Penulis: Vincent Ngara | Editor: Tim
LABUAN BAJO, FAJARNTT.COM – General Manager PT PLN (Persero) UIP Nusra, Rizki Aftarianto, menyatakan bahwa kerja sama regional KR-BNN sejalan dengan komitmen PLN dalam mendukung pembangunan kawasan Bali-Nusa Tenggara sebagai destinasi pariwisata unggulan berbasis energi bersih dan berkelanjutan.
“PLN memandang kerja sama tiga provinsi ini sebagai langkah strategis untuk memperkuat ketahanan energi sekaligus mendorong pertumbuhan ekonomi.
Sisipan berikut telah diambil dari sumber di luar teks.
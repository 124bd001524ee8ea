//! The three-parallel-ECDH scrambling handshake (component C): `initiate`,
//! `intermediate` and `terminate` drive the client, relay and exit roles
//! respectively. All three exchange fixed-width `wire::CryptoRecord`s with no
//! extra framing, matching the act-based shape of a classic three-message
//! Noise handshake, except the "acts" here are records of three group
//! elements rather than a single ephemeral key.

use std::io::{self, Read, Write};

use rand_core::OsRng;
use thiserror::Error;
use tracing::{debug, warn};
use wire::{CryptoRecord, WireError, GROUP_ELEMENT_SIZE};
use x25519_dalek::{PublicKey, StaticSecret};

use crate::cipher::{
    KeyStream, LayeredStream, DIRECTION_CLIENT_TO_SERVER, DIRECTION_SERVER_TO_CLIENT,
};

#[derive(Debug, Error)]
pub enum ScramblerError {
    #[error("io error: {0}")]
    Io(#[from] io::Error),
    #[error("wire framing error: {0}")]
    Wire(#[from] WireError),
    #[error("scalar multiplication produced a degenerate (low-order) shared secret")]
    DegenerateSharedSecret,
}

/// A reader half wrapped with one `LayeredStream`, used for the symmetric
/// duplex returned to an initiator or an endpoint. Writers are handled the
/// same way but need a scratch buffer since `Write::write` takes `&[u8]`.
pub struct EncryptedDuplex<S> {
    inner: S,
    read_stream: LayeredStream,
    write_stream: LayeredStream,
    scratch: Vec<u8>,
}

impl<S: Read + Write> EncryptedDuplex<S> {
    fn new(inner: S, read_stream: LayeredStream, write_stream: LayeredStream) -> Self {
        EncryptedDuplex { inner, read_stream, write_stream, scratch: Vec::new() }
    }

    pub fn get_ref(&self) -> &S {
        &self.inner
    }

    pub fn into_inner(self) -> S {
        self.inner
    }

    /// Splits a duplex into an independently owned reader and writer, for
    /// callers that need to drive the two directions from separate threads
    /// (every relay hop does, once bulk splicing starts). `clone_inner`
    /// produces a second handle onto the same underlying channel — e.g.
    /// `TcpStream::try_clone` or `carrier::Channel::try_clone` — which the
    /// writer half takes over while the reader half keeps the original.
    pub fn split_with<F>(self, clone_inner: F) -> io::Result<(EncryptedReader<S>, EncryptedWriter<S>)>
    where
        F: FnOnce(&S) -> io::Result<S>,
    {
        let write_handle = clone_inner(&self.inner)?;
        Ok((
            EncryptedReader { inner: self.inner, stream: self.read_stream },
            EncryptedWriter { inner: write_handle, stream: self.write_stream, scratch: Vec::new() },
        ))
    }
}

/// The read half of a split [`EncryptedDuplex`].
pub struct EncryptedReader<S> {
    inner: S,
    stream: LayeredStream,
}

impl<S: Read> Read for EncryptedReader<S> {
    fn read(&mut self, buf: &mut [u8]) -> io::Result<usize> {
        let n = self.inner.read(buf)?;
        self.stream.xor_in_place(&mut buf[..n]);
        Ok(n)
    }
}

/// The write half of a split [`EncryptedDuplex`].
pub struct EncryptedWriter<S> {
    inner: S,
    stream: LayeredStream,
    scratch: Vec<u8>,
}

impl<S: Write> Write for EncryptedWriter<S> {
    fn write(&mut self, buf: &[u8]) -> io::Result<usize> {
        self.scratch.clear();
        self.scratch.extend_from_slice(buf);
        self.stream.xor_in_place(&mut self.scratch);
        self.inner.write_all(&self.scratch)?;
        Ok(buf.len())
    }

    fn flush(&mut self) -> io::Result<()> {
        self.inner.flush()
    }
}

impl<S> EncryptedWriter<S> {
    pub fn get_ref(&self) -> &S {
        &self.inner
    }
}

impl<S: Read> Read for EncryptedDuplex<S> {
    fn read(&mut self, buf: &mut [u8]) -> io::Result<usize> {
        let n = self.inner.read(buf)?;
        self.read_stream.xor_in_place(&mut buf[..n]);
        Ok(n)
    }
}

impl<S: Write> Write for EncryptedDuplex<S> {
    fn write(&mut self, buf: &[u8]) -> io::Result<usize> {
        self.scratch.clear();
        self.scratch.extend_from_slice(buf);
        self.write_stream.xor_in_place(&mut self.scratch);
        self.inner.write_all(&self.scratch)?;
        Ok(buf.len())
    }

    fn flush(&mut self) -> io::Result<()> {
        self.inner.flush()
    }
}

/// Generates a fresh scalar, rejecting it only if the derived base-point
/// public key would be degenerate. X25519's Montgomery ladder always
/// produces *some* output for scalar multiplication against valid points, so
/// the meaningful rejection happens at `diffie_hellman` time via
/// `was_contributory`; base-point multiplication here can't itself fail, but
/// we keep the loop shape from the original three-parallel-ECDH handshake in
/// case a future group choice needs it.
fn fresh_scalar() -> (StaticSecret, PublicKey) {
    let secret = StaticSecret::random_from_rng(OsRng);
    let public = PublicKey::from(&secret);
    (secret, public)
}

fn scalar_mult(secret: &StaticSecret, point: &[u8; GROUP_ELEMENT_SIZE]) -> Result<[u8; 32], ScramblerError> {
    let shared = secret.diffie_hellman(&PublicKey::from(*point));
    if !shared.was_contributory() {
        warn!("scalar multiplication produced a degenerate shared secret, rejecting handshake");
        return Err(ScramblerError::DegenerateSharedSecret);
    }
    Ok(*shared.as_bytes())
}

fn directional_streams(keys: &[[u8; 32]]) -> (LayeredStream, LayeredStream) {
    let c2s = keys.iter().map(|k| KeyStream::new(k, DIRECTION_CLIENT_TO_SERVER)).collect();
    let s2c = keys.iter().map(|k| KeyStream::new(k, DIRECTION_SERVER_TO_CLIENT)).collect();
    (LayeredStream::new(c2s), LayeredStream::new(s2c))
}

/// Client-side role. Generates three fresh scalars, sends their base-point
/// public keys, reads the peer's reply record, and derives three session
/// keys by scalar-multiplying each returned slot with the matching private
/// scalar. Returns a duplex whose reads are decrypted with the
/// server-to-client stream and whose writes are encrypted with the
/// client-to-server stream.
pub fn initiate<S: Read + Write>(mut channel: S) -> Result<EncryptedDuplex<S>, ScramblerError> {
    let mut secrets = Vec::with_capacity(3);
    let mut record = CryptoRecord::zero();
    for slot in record.slots.iter_mut() {
        let (secret, public) = fresh_scalar();
        *slot = public.to_bytes();
        secrets.push(secret);
    }

    record.write(&mut channel)?;
    let reply = CryptoRecord::read(&mut channel)?;

    let mut keys = Vec::with_capacity(3);
    for (secret, slot) in secrets.iter().zip(reply.slots.iter()) {
        keys.push(scalar_mult(secret, slot)?);
    }

    let (c2s, s2c) = directional_streams(&keys);
    debug!("initiator handshake complete");
    Ok(EncryptedDuplex::new(channel, s2c, c2s))
}

/// Exit-side role, symmetric to `initiate`: reads the client's record first,
/// then replies with its own fresh base-point public keys, then derives
/// session keys the same way. Reads are decrypted with client-to-server,
/// writes encrypted with server-to-client.
pub fn terminate<S: Read + Write>(mut channel: S) -> Result<EncryptedDuplex<S>, ScramblerError> {
    let incoming = CryptoRecord::read(&mut channel)?;

    let mut secrets = Vec::with_capacity(3);
    let mut reply = CryptoRecord::zero();
    for slot in reply.slots.iter_mut() {
        let (secret, public) = fresh_scalar();
        *slot = public.to_bytes();
        secrets.push(secret);
    }
    reply.write(&mut channel)?;

    let mut keys = Vec::with_capacity(3);
    for (secret, slot) in secrets.iter().zip(incoming.slots.iter()) {
        keys.push(scalar_mult(secret, slot)?);
    }

    let (c2s, s2c) = directional_streams(&keys);
    debug!("terminator handshake complete");
    Ok(EncryptedDuplex::new(channel, c2s, s2c))
}

/// Both directional streams an intermediate needs to peel and re-apply
/// exactly its own layer of the onion cipher. Unlike the endpoint roles,
/// an intermediate never gets a full symmetric duplex: it only terminates
/// slots 0 and 1 of the handshake, and the bytes it forwards after
/// decrypting are *not* re-encrypted at this hop (see DESIGN.md).
pub struct IntermediateStreams {
    /// Decrypts bytes arriving from the client before they're forwarded
    /// (still enciphered under every other hop's layer) to the server.
    pub client_to_server: LayeredStream,
    /// Decrypts bytes arriving from the server before they're forwarded to
    /// the client.
    pub server_to_client: LayeredStream,
}

/// Relay role. `client` and `server` are the two carrier channels either
/// side of this hop. Must complete the downstream pass (read-client,
/// write-server) before starting the upstream pass (read-server,
/// write-client); doing it in the other order deadlocks a chain with more
/// than one intermediate.
pub fn intermediate<C: Read + Write, Sv: Read + Write>(
    client: &mut C,
    server: &mut Sv,
) -> Result<IntermediateStreams, ScramblerError> {
    let cltk = StaticSecret::random_from_rng(OsRng);
    let srvk = StaticSecret::random_from_rng(OsRng);
    let salt = StaticSecret::random_from_rng(OsRng);
    let salt2 = StaticSecret::random_from_rng(OsRng);

    // Downstream pass: [A, B, X] -> [B, C, X], scrambled.
    let mut record = CryptoRecord::read(client)?;
    let k0 = scalar_mult(&cltk, &record.slots[0])?;

    record.slots[0] = record.slots[1];
    record.slots[1] = PublicKey::from(&srvk).to_bytes();

    record.slots[0] = scalar_mult(&salt, &record.slots[0])?;
    record.slots[2] = scalar_mult(&salt2, &record.slots[2])?;

    record.write(server)?;

    // Upstream pass: [B', C, X'] -> [A, B, X], scrambled.
    let mut reply = CryptoRecord::read(server)?;
    let k1 = scalar_mult(&srvk, &reply.slots[1])?;

    reply.slots[1] = reply.slots[0];
    reply.slots[0] = PublicKey::from(&cltk).to_bytes();

    reply.slots[1] = scalar_mult(&salt, &reply.slots[1])?;
    reply.slots[2] = scalar_mult(&salt2, &reply.slots[2])?;

    reply.write(client)?;

    let keys = [k0, k1];
    let (c2s, s2c) = directional_streams(&keys);
    debug!("intermediate handshake complete");
    Ok(IntermediateStreams { client_to_server: c2s, server_to_client: s2c })
}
Melalui pemanfaatan EBT seperti panas bumi, tenaga surya, dan tenaga air, kami berkomitmen menghadirkan pasokan listrik yang andal, rendah emisi, dan mendukung pengembangan pariwisata hijau,” ujar Rizki kepada awak media pada Kamis, 29 Januari 2026.
Sejalan dengan Rencana Usaha Penyediaan Tenaga Listrik (RUPTL) “Hijau” 2025, komitmen tersebut diwujudkan melalui progres pembangunan Pembangkit Listrik Tenaga Panas Bumi (PLTP) Ulumbu, PLTP Atadei, dan PLTP Mataloko sebagai bagian dari penguatan bauran energi bersih di wilayah Bali-Nusa Tenggara.
Ke depan, PT PLN (Persero) UIP Nusra juga merencanakan pembangunan Pembangkit Listrik Tenaga Surya (PLTS) di Pulau Rote, Pulau Sumba, dan Pulau Alor, serta terus melakukan pemetaan potensi EBT lainnya sebagai langkah nyata mendukung swasembada energi dan pengembangan pariwisata hijau yang berkelanjutan di kawasan Bali-Nusa.
Sebagai informasi, PT PLN (Persero) Unit Induk Pembangunan Nusa Tenggara (UIP Nusra) mengambil bagian strategis dalam Penandatanganan Perjanjian Kerja Sama (PKS) Regional Bali-Nusa Tenggara Barat–Nusa Tenggara Timur (KR-BNN) yang digelar di kawasan ITDC Golo Mori, Labuan Bajo, Kabupaten Manggarai Barat, NTT pada Rabu, 28 Januari 2026.